Your assignment: From the entries below, return every line that includes the word "CycleSettings".

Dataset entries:
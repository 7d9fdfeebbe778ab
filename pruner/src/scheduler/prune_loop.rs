use super::{CycleOutcome, LoopState, LoopSummary};
use crate::config::CycleSettings;
use crate::database::DatabaseProbe;
use crate::errors::PrunerError;
use crate::health::{Readiness, ReadinessProber, RoleChecker};
use crate::services::{CommandRunner, RetentionExecutor, RetentionOutcome};
use crate::shutdown::Shutdown;
use futures::FutureExt;
use std::any::Any;
use std::panic::AssertUnwindSafe;
use std::sync::Arc;
use tokio::sync::watch;
use tracing::{debug, error, info, instrument, warn};

pub struct PruneScheduler<P, R> {
    settings: CycleSettings,
    readiness: ReadinessProber<P>,
    role_checker: RoleChecker<P>,
    executor: RetentionExecutor<R>,
    shutdown: Shutdown,
    state: watch::Sender<LoopState>,
}

impl<P: DatabaseProbe, R: CommandRunner> PruneScheduler<P, R> {
    pub fn new(settings: CycleSettings, probe: Arc<P>, runner: R, shutdown: Shutdown) -> Self {
        let readiness = ReadinessProber::new(probe.clone(), settings.readiness_backoff);
        let role_checker = RoleChecker::new(probe);
        let executor = RetentionExecutor::new(
            runner,
            settings.walg_bin.clone(),
            settings.max_attempts,
            settings.retry_backoff,
        )
        .with_shutdown(shutdown.clone());
        let (state, _) = watch::channel(LoopState::Starting);

        Self {
            settings,
            readiness,
            role_checker,
            executor,
            shutdown,
            state,
        }
    }

    pub fn state(&self) -> LoopState {
        *self.state.borrow()
    }

    pub fn subscribe_state(&self) -> watch::Receiver<LoopState> {
        self.state.subscribe()
    }

    /// Waits for the database, then runs cycles until shutdown is requested.
    /// Returns only on shutdown.
    pub async fn run(&self) -> LoopSummary {
        let mut summary = LoopSummary::default();

        self.transition(LoopState::WaitingForDb);
        info!("Waiting for the database to accept connections...");
        match self.readiness.wait_until_ready(&self.shutdown).await {
            Readiness::Ready { attempts } => {
                debug!("Database ready after {} attempt(s)", attempts);
                summary.reached_ready = true;
                self.transition(LoopState::Ready);
            }
            Readiness::Aborted { attempts } => {
                warn!(
                    "Shutdown requested while waiting for the database ({} attempt(s)), exiting",
                    attempts
                );
                self.transition(LoopState::Terminating);
                return summary;
            }
        }

        while !self.shutdown.is_triggered() {
            let outcome = self.run_cycle().await;
            summary.record(outcome);
            debug!("Cycle #{} finished: {:?}", summary.cycles, outcome);

            self.transition(LoopState::Sleeping);
            info!("Waiting for next prune cycle...");
            if self.shutdown.sleep(self.settings.interval).await {
                break;
            }
        }

        self.transition(LoopState::Terminating);
        info!(
            "Prune loop stopped after {} cycle(s): {} pruned, {} skipped, {} failed",
            summary.cycles, summary.pruned, summary.skipped, summary.failed
        );
        summary
    }

    /// One role check plus, on the primary, one retention run. Errors and
    /// panics raised anywhere inside are logged and reported as
    /// [`CycleOutcome::Failed`]; they never reach the caller.
    #[instrument(skip(self))]
    pub async fn run_cycle(&self) -> CycleOutcome {
        let result = match AssertUnwindSafe(self.cycle()).catch_unwind().await {
            Ok(result) => result,
            Err(panic) => Err(PrunerError::Other(format!(
                "prune cycle panicked: {}",
                panic_message(&*panic)
            ))),
        };

        result.unwrap_or_else(|e| {
            error!("Unexpected error: {}", e);
            CycleOutcome::Failed
        })
    }

    async fn cycle(&self) -> Result<CycleOutcome, PrunerError> {
        self.transition(LoopState::CheckingRole);
        if !self.role_checker.is_primary().await {
            self.transition(LoopState::Skipping);
            info!("Not the primary instance, skipping prune cycle");
            return Ok(CycleOutcome::Skipped);
        }

        self.transition(LoopState::Pruning);
        let outcome = self
            .executor
            .execute(self.settings.retain, self.settings.after.as_deref())
            .await?;

        Ok(match outcome {
            RetentionOutcome::Succeeded { .. } => CycleOutcome::Pruned,
            RetentionOutcome::Exhausted { .. } | RetentionOutcome::Interrupted { .. } => {
                CycleOutcome::Failed
            }
        })
    }

    fn transition(&self, next: LoopState) {
        let previous = self.state.send_replace(next);
        if previous != next {
            debug!("Prune loop state: {} -> {}", previous, next);
        }
    }
}

fn panic_message(payload: &(dyn Any + Send)) -> String {
    if let Some(message) = payload.downcast_ref::<&str>() {
        message.to_string()
    } else if let Some(message) = payload.downcast_ref::<String>() {
        message.clone()
    } else {
        "unknown panic payload".to_string()
    }
}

Your solution:
use crate::config::CycleSettings;
    settings: CycleSettings,
    pub fn new(settings: CycleSettings, probe: Arc<P>, runner: R, shutdown: Shutdown) -> Self {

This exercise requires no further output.